**EXERCISE MATERIAL**.
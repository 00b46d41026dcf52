//! Pilot input: device sampling and the per-axis command filter.
//!
//! Every piloted drone carries exactly one input-source component
//! ([`KeyboardRig`], [`GamepadRig`], [`MouseRig`], [`ExternalAxes`] or the
//! autopilot from [`crate::autopilot`]). Device sources write a [`RawAxes`]
//! sample each frame; the filter pipeline then shapes it into the published
//! [`ControlCommand`] consumed by the flight integrator.

mod entities;
mod systems;

pub use entities::{
    AxisFilter, ControlCommand, ExternalAxes, GamepadRig, KeyBindings, KeyboardRig, MouseRig,
    RawAxes,
};

use bevy::prelude::*;

/// Shared input shaping parameters for all device-driven drones.
#[derive(Resource, Clone, Debug, Reflect)]
pub struct ControlsConfig {
    /// Lerp rate from the per-axis target to the published current value.
    pub input_smoothness: f32,
    /// Target ramp rate while the stick is pushed away from center.
    pub input_acceleration: f32,
    /// Target ramp rate while the stick returns to center.
    pub input_deceleration: f32,
    /// Analog dead zone; magnitudes below this read as zero.
    pub dead_zone: f32,
    /// Actuator lag: time constant of the rotor response stage (seconds).
    pub rotor_response_delay: f32,
    /// Lerp rate of the rotor smoothing stage.
    pub rotor_smoothness: f32,
    /// Rotor stage ramp rate under active input.
    pub rotor_acceleration: f32,
    /// Rotor stage ramp rate while settling back to idle.
    pub rotor_deceleration: f32,
    /// Mouse-look axis gain (command units per pixel of motion).
    pub mouse_sensitivity: f32,
    /// Rate at which the virtual mouse stick recenters with no motion.
    pub mouse_return_rate: f32,
    /// Keyboard axis bindings.
    pub bindings: KeyBindings,
}

impl Default for ControlsConfig {
    fn default() -> Self {
        Self {
            input_smoothness: 5.0,
            input_acceleration: 2.0,
            input_deceleration: 3.0,
            dead_zone: 0.1,
            rotor_response_delay: 0.1,
            rotor_smoothness: 8.0,
            rotor_acceleration: 2.0,
            rotor_deceleration: 3.0,
            mouse_sensitivity: 0.0015,
            mouse_return_rate: 2.0,
            bindings: KeyBindings::default(),
        }
    }
}

/// Device input sampling + command filtering, every frame.
pub struct ControlsPlugin(pub ControlsConfig);

impl Plugin for ControlsPlugin {
    fn build(&self, app: &mut App) {
        app.register_type::<ControlsConfig>()
            .register_type::<ControlCommand>()
            .register_type::<RawAxes>()
            .register_type::<AxisFilter>()
            .insert_resource(self.0.clone())
            .add_systems(
                Update,
                (
                    systems::sample_keyboard,
                    systems::sample_gamepad,
                    systems::sample_mouse,
                    systems::sample_external,
                    systems::filter_axes,
                )
                    .chain(),
            );
    }
}
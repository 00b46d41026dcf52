//! Multi-drone quadcopter flight simulation on the Bevy ECS.
//!
//! Drones fly under exactly one input source at a time: a device rig
//! ([`controls`]), externally fed axes, or the AI [`autopilot`]. Whatever
//! the source, it publishes the same normalized 4-axis
//! [`ControlCommand`](controls::ControlCommand), which the [`flight`]
//! integrator turns into rotation and force on a fixed 60 Hz tick. The
//! [`fleet`] registry ties drones to pilots and broadcasts per-tick status.
//!
//! [`headless_app`] builds the whole stack without a window or renderer,
//! stepped manually at the fixed rate for scripted runs and tests.

#![warn(missing_docs)]

pub mod autopilot;
pub mod controls;
pub mod fleet;
pub mod flight;
pub mod math;
pub mod pid;

use std::time::Duration;

use bevy::prelude::*;
use bevy::time::TimeUpdateStrategy;

use autopilot::{AutopilotPlugin, SteeringRng};
use controls::{ControlsConfig, ControlsPlugin};
use fleet::FleetPlugin;
use flight::{FlightConfig, FlightPlugin};

/// The fixed physics tick rate, in hertz.
pub const TICK_HZ: f64 = 60.0;

/// A windowless app with the full simulation stack, deterministic for a
/// given `seed`.
///
/// Time advances exactly one tick per [`App::update`] call, so callers step
/// the simulation rather than racing a wall clock.
pub fn headless_app(seed: u64) -> App {
    let mut app = App::new();
    app.add_plugins((MinimalPlugins, bevy::input::InputPlugin))
        .add_plugins((
            ControlsPlugin(ControlsConfig::default()),
            AutopilotPlugin,
            FlightPlugin(FlightConfig::default()),
            FleetPlugin,
        ))
        .insert_resource(Time::<Fixed>::from_hz(TICK_HZ))
        .insert_resource(TimeUpdateStrategy::ManualDuration(Duration::from_secs_f64(
            1.0 / TICK_HZ,
        )))
        .insert_resource(SteeringRng::seeded(seed));
    app
}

**WORK ITEM**. Repeat each record exactly. Omit nothing.

**THE ANSWER**.
repository 00b46d41026dcf52
//! Pilot input: device sampling and the per-axis command filter.
//!
//! Every piloted drone carries exactly one input-source component
//! ([`KeyboardRig`], [`GamepadRig`], [`MouseRig`], [`ExternalAxes`] or the
//! autopilot from [`crate::autopilot`]). Device sources write a [`RawAxes`]
//! sample each frame; the filter pipeline then shapes it into the published
//! [`ControlCommand`] consumed by the flight integrator.

mod entities;
mod systems;

pub use entities::{
    AxisFilter, ControlCommand, ExternalAxes, GamepadRig, KeyBindings, KeyboardRig, MouseRig,
    RawAxes,
};

use bevy::prelude::*;

/// Shared input shaping parameters for all device-driven drones.
#[derive(Resource, Clone, Debug, Reflect)]
pub struct ControlsConfig {
    /// Lerp rate from the per-axis target to the published current value.
    pub input_smoothness: f32,
    /// Target ramp rate while the stick is pushed away from center.
    pub input_acceleration: f32,
    /// Target ramp rate while the stick returns to center.
    pub input_deceleration: f32,
    /// Analog dead zone; magnitudes below this read as zero.
    pub dead_zone: f32,
    /// Actuator lag: time constant of the rotor response stage (seconds).
    pub rotor_response_delay: f32,
    /// Lerp rate of the rotor smoothing stage.
    pub rotor_smoothness: f32,
    /// Rotor stage ramp rate under active input.
    pub rotor_acceleration: f32,
    /// Rotor stage ramp rate while settling back to idle.
    pub rotor_deceleration: f32,
    /// Mouse-look axis gain (command units per pixel of motion).
    pub mouse_sensitivity: f32,
    /// Rate at which the virtual mouse stick recenters with no motion.
    pub mouse_return_rate: f32,
    /// Keyboard axis bindings.
    pub bindings: KeyBindings,
}

impl Default for ControlsConfig {
    fn default() -> Self {
        Self {
            input_smoothness: 5.0,
            input_acceleration: 2.0,
            input_deceleration: 3.0,
            dead_zone: 0.1,
            rotor_response_delay: 0.1,
            rotor_smoothness: 8.0,
            rotor_acceleration: 2.0,
            rotor_deceleration: 3.0,
            mouse_sensitivity: 0.0015,
            mouse_return_rate: 2.0,
            bindings: KeyBindings::default(),
        }
    }
}

/// Device input sampling + command filtering, every frame.
pub struct ControlsPlugin(pub ControlsConfig);

impl Plugin for ControlsPlugin {
    fn build(&self, app: &mut App) {
        app.register_type::<ControlsConfig>()
            .register_type::<ControlCommand>()
            .register_type::<RawAxes>()
            .register_type::<AxisFilter>()
            .insert_resource(self.0.clone())
            .add_systems(
                Update,
                (
                    systems::sample_keyboard,
                    systems::sample_gamepad,
                    systems::sample_mouse,
                    systems::sample_external,
                    systems::filter_axes,
                )
                    .chain(),
            );
    }
}
repository 00b46d41026dcf52
//! Multi-drone quadcopter flight simulation on the Bevy ECS.
//!
//! Drones fly under exactly one input source at a time: a device rig
//! ([`controls`]), externally fed axes, or the AI [`autopilot`]. Whatever
//! the source, it publishes the same normalized 4-axis
//! [`ControlCommand`](controls::ControlCommand), which the [`flight`]
//! integrator turns into rotation and force on a fixed 60 Hz tick. The
//! [`fleet`] registry ties drones to pilots and broadcasts per-tick status.
//!
//! [`headless_app`] builds the whole stack without a window or renderer,
//! stepped manually at the fixed rate for scripted runs and tests.

#![warn(missing_docs)]

pub mod autopilot;
pub mod controls;
pub mod fleet;
pub mod flight;
pub mod math;
pub mod pid;

use std::time::Duration;

use bevy::prelude::*;
use bevy::time::TimeUpdateStrategy;

use autopilot::{AutopilotPlugin, SteeringRng};
use controls::{ControlsConfig, ControlsPlugin};
use fleet::FleetPlugin;
use flight::{FlightConfig, FlightPlugin};

/// The fixed physics tick rate, in hertz.
pub const TICK_HZ: f64 = 60.0;

/// A windowless app with the full simulation stack, deterministic for a
/// given `seed`.
///
/// Time advances exactly one tick per [`App::update`] call, so callers step
/// the simulation rather than racing a wall clock.
pub fn headless_app(seed: u64) -> App {
    let mut app = App::new();
    app.add_plugins((MinimalPlugins, bevy::input::InputPlugin))
        .add_plugins((
            ControlsPlugin(ControlsConfig::default()),
            AutopilotPlugin,
            FlightPlugin(FlightConfig::default()),
            FleetPlugin,
        ))
        .insert_resource(Time::<Fixed>::from_hz(TICK_HZ))
        .insert_resource(TimeUpdateStrategy::ManualDuration(Duration::from_secs_f64(
            1.0 / TICK_HZ,
        )))
        .insert_resource(SteeringRng::seeded(seed));
    app
}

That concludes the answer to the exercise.